Regarding Contractor, its big proponent is on vacations and we still need to
move some of the blueprints about it to the appropriated milestones. In fact,
we still have to report many bugs about it, but in time I'm sure it'll be
done.

Regarding the new release, we get a lot of criticism from all kinds of users
saying they want us to be based on a more modern version of Ubuntu and as so,
we plan to be based on 14.04 for next release. We aim to release shortly after
Ubuntu 14.04 comes out and that's the plan we're sticking to. I'm sure 14.04
will be just as stable, we can't be stuck in the past and moving is a lot of
work - we need to start working on it as soon as possible!

Besides, we also need many new GTK+, Vala and other libraries' features.

------
mixmastamyk
I like the idea of a new competitor in this space, however I was a bit
disappointed in their direction. Not sure of others but I don't need another
gnome3-like (dumbed-down, grandma-friendly, immature paradigm, rather be a
tablet) interface.
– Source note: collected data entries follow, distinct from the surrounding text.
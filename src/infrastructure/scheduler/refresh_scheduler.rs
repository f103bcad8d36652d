use std::sync::atomic::{AtomicU64, Ordering};
use std::sync::Arc;
use std::time::Duration;

use tokio::sync::{mpsc, Mutex};
use tokio::task::JoinHandle;
use tokio_util::sync::CancellationToken;
use tracing::debug;

/// Why a refresh fired.
#[derive(Debug, Clone, Copy, PartialEq, Eq)]
pub enum RefreshSignal {
    Debounced,
    Auto,
}

/// Cooperative staleness marker. A fetch holding a token that is no longer
/// current must discard its result instead of applying it to feed state.
#[derive(Debug, Clone)]
pub struct RequestToken {
    generation: u64,
    current: Arc<AtomicU64>,
}

impl RequestToken {
    pub fn is_current(&self) -> bool {
        self.current.load(Ordering::SeqCst) == self.generation
    }
}

struct SchedulerInner {
    debounce: Option<JoinHandle<()>>,
    auto: Option<JoinHandle<()>>,
    transport: CancellationToken,
}

/// Owns the two feed timers and the request-token generation counter.
/// Firings are delivered over a channel; the scheduler never holds a
/// reference into the controller, so a timer outliving a torn-down session
/// cannot call into it.
pub struct RefreshScheduler {
    generation: Arc<AtomicU64>,
    tx: mpsc::UnboundedSender<RefreshSignal>,
    inner: Mutex<SchedulerInner>,
}

impl RefreshScheduler {
    pub fn new() -> (Self, mpsc::UnboundedReceiver<RefreshSignal>) {
        let (tx, rx) = mpsc::unbounded_channel();
        let scheduler = Self {
            generation: Arc::new(AtomicU64::new(0)),
            tx,
            inner: Mutex::new(SchedulerInner {
                debounce: None,
                auto: None,
                transport: CancellationToken::new(),
            }),
        };
        (scheduler, rx)
    }

    /// (Re)arms the single debounce timer. Last call wins; a pending timer
    /// is replaced, never stacked.
    pub async fn schedule_debounced_refresh(&self, after: Duration) {
        let tx = self.tx.clone();
        let mut inner = self.inner.lock().await;
        if let Some(pending) = inner.debounce.take() {
            pending.abort();
        }
        inner.debounce = Some(tokio::spawn(async move {
            tokio::time::sleep(after).await;
            let _ = tx.send(RefreshSignal::Debounced);
        }));
        debug!(after_ms = after.as_millis() as u64, "debounced refresh armed");
    }

    /// Arms the repeating auto-refresh timer. At most one is active; a second
    /// start is a no-op and does not double the firing rate.
    pub async fn start_auto_refresh(&self, interval: Duration) {
        let mut inner = self.inner.lock().await;
        if inner.auto.is_some() {
            return;
        }
        let tx = self.tx.clone();
        inner.auto = Some(tokio::spawn(async move {
            let start = tokio::time::Instant::now() + interval;
            let mut ticker = tokio::time::interval_at(start, interval);
            loop {
                ticker.tick().await;
                if tx.send(RefreshSignal::Auto).is_err() {
                    break;
                }
            }
        }));
    }

    pub async fn stop_auto_refresh(&self) {
        let mut inner = self.inner.lock().await;
        if let Some(auto) = inner.auto.take() {
            auto.abort();
        }
    }

    /// Issues a fresh token, implicitly invalidating every previous one.
    pub fn new_request_token(&self) -> RequestToken {
        let generation = self.generation.fetch_add(1, Ordering::SeqCst) + 1;
        RequestToken {
            generation,
            current: Arc::clone(&self.generation),
        }
    }

    /// Transport-level cancellation for the explicit first-page refresh.
    /// Taking a new token aborts whatever fetch held the previous one.
    pub async fn first_page_cancellation(&self) -> CancellationToken {
        let mut inner = self.inner.lock().await;
        inner.transport.cancel();
        inner.transport = CancellationToken::new();
        inner.transport.clone()
    }

    /// Clears both timers, cancels in-flight transport, and invalidates all
    /// outstanding request tokens. Called on session teardown.
    pub async fn shutdown(&self) {
        let mut inner = self.inner.lock().await;
        if let Some(pending) = inner.debounce.take() {
            pending.abort();
        }
        if let Some(auto) = inner.auto.take() {
            auto.abort();
        }
        inner.transport.cancel();
        self.generation.fetch_add(1, Ordering::SeqCst);
        debug!("refresh scheduler shut down");
    }
}

#[cfg(test)]
mod tests {
    use super::*;

    async fn drain(rx: &mut mpsc::UnboundedReceiver<RefreshSignal>) -> Vec<RefreshSignal> {
        let mut fired = Vec::new();
        while let Ok(signal) = rx.try_recv() {
            fired.push(signal);
        }
        fired
    }

    #[tokio::test(start_paused = true)]
    async fn debounce_coalesces_to_a_single_firing() {
        let (scheduler, mut rx) = RefreshScheduler::new();
        let delay = Duration::from_millis(5_000);

        for _ in 0..4 {
            scheduler.schedule_debounced_refresh(delay).await;
            tokio::time::advance(Duration::from_millis(1_000)).await;
        }
        assert!(drain(&mut rx).await.is_empty());

        // Fires one full delay after the *last* call.
        tokio::time::advance(Duration::from_millis(5_000)).await;
        tokio::task::yield_now().await;
        assert_eq!(drain(&mut rx).await, vec![RefreshSignal::Debounced]);

        tokio::time::advance(Duration::from_millis(20_000)).await;
        tokio::task::yield_now().await;
        assert!(drain(&mut rx).await.is_empty());
    }

    #[tokio::test(start_paused = true)]
    async fn double_start_does_not_double_the_auto_rate() {
        let (scheduler, mut rx) = RefreshScheduler::new();
        let interval = Duration::from_millis(600_000);

        scheduler.start_auto_refresh(interval).await;
        scheduler.start_auto_refresh(interval).await;
        tokio::task::yield_now().await;

        tokio::time::advance(interval).await;
        tokio::task::yield_now().await;
        assert_eq!(drain(&mut rx).await, vec![RefreshSignal::Auto]);

        tokio::time::advance(interval).await;
        tokio::task::yield_now().await;
        assert_eq!(drain(&mut rx).await, vec![RefreshSignal::Auto]);
    }

    #[tokio::test(start_paused = true)]
    async fn stop_auto_refresh_disarms_the_timer() {
        let (scheduler, mut rx) = RefreshScheduler::new();
        let interval = Duration::from_millis(1_000);

        scheduler.start_auto_refresh(interval).await;
        scheduler.stop_auto_refresh().await;

        tokio::time::advance(Duration::from_millis(10_000)).await;
        tokio::task::yield_now().await;
        assert!(drain(&mut rx).await.is_empty());
    }

    #[tokio::test]
    async fn fresh_token_invalidates_the_previous_one() {
        let (scheduler, _rx) = RefreshScheduler::new();

        let first = scheduler.new_request_token();
        assert!(first.is_current());

        let second = scheduler.new_request_token();
        assert!(!first.is_current());
        assert!(second.is_current());
    }

    #[tokio::test]
    async fn first_page_cancellation_aborts_the_previous_fetch() {
        let (scheduler, _rx) = RefreshScheduler::new();

        let first = scheduler.first_page_cancellation().await;
        assert!(!first.is_cancelled());

        let second = scheduler.first_page_cancellation().await;
        assert!(first.is_cancelled());
        assert!(!second.is_cancelled());
    }

    #[tokio::test(start_paused = true)]
    async fn shutdown_clears_timers_and_tokens() {
        let (scheduler, mut rx) = RefreshScheduler::new();
        scheduler
            .schedule_debounced_refresh(Duration::from_millis(5_000))
            .await;
        scheduler.start_auto_refresh(Duration::from_millis(1_000)).await;
        let token = scheduler.new_request_token();
        let cancel = scheduler.first_page_cancellation().await;

        scheduler.shutdown().await;

        assert!(!token.is_current());
        assert!(cancel.is_cancelled());
        tokio::time::advance(Duration::from_millis(60_000)).await;
        tokio::task::yield_now().await;
        assert!(drain(&mut rx).await.is_empty());
    }
}
pub mod entities;
pub mod value_objects;

pub use entities::{FeedPhase, FeedSnapshot, Recommendation};
pub use value_objects::{Coordinate, FeedCacheKey, LocationBucket, LocationState, RecommendationId, UserId};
These linux-based desktops will never be popular; that ship
sailed long ago.

However, I desperately need a professional, stable, feature-complete, mostly
bug-free workstation GUI with modern capabilities at least as good as
Win2000/XP, Irix, NeXT like I had 10+ years ago.

Something like Xfce polished to OSX-level quality.

If one of the design-goals is that "menus are too difficult" there is no
market available for that product. The people that would benefit use Windows,
OSX, iOS, and Android already.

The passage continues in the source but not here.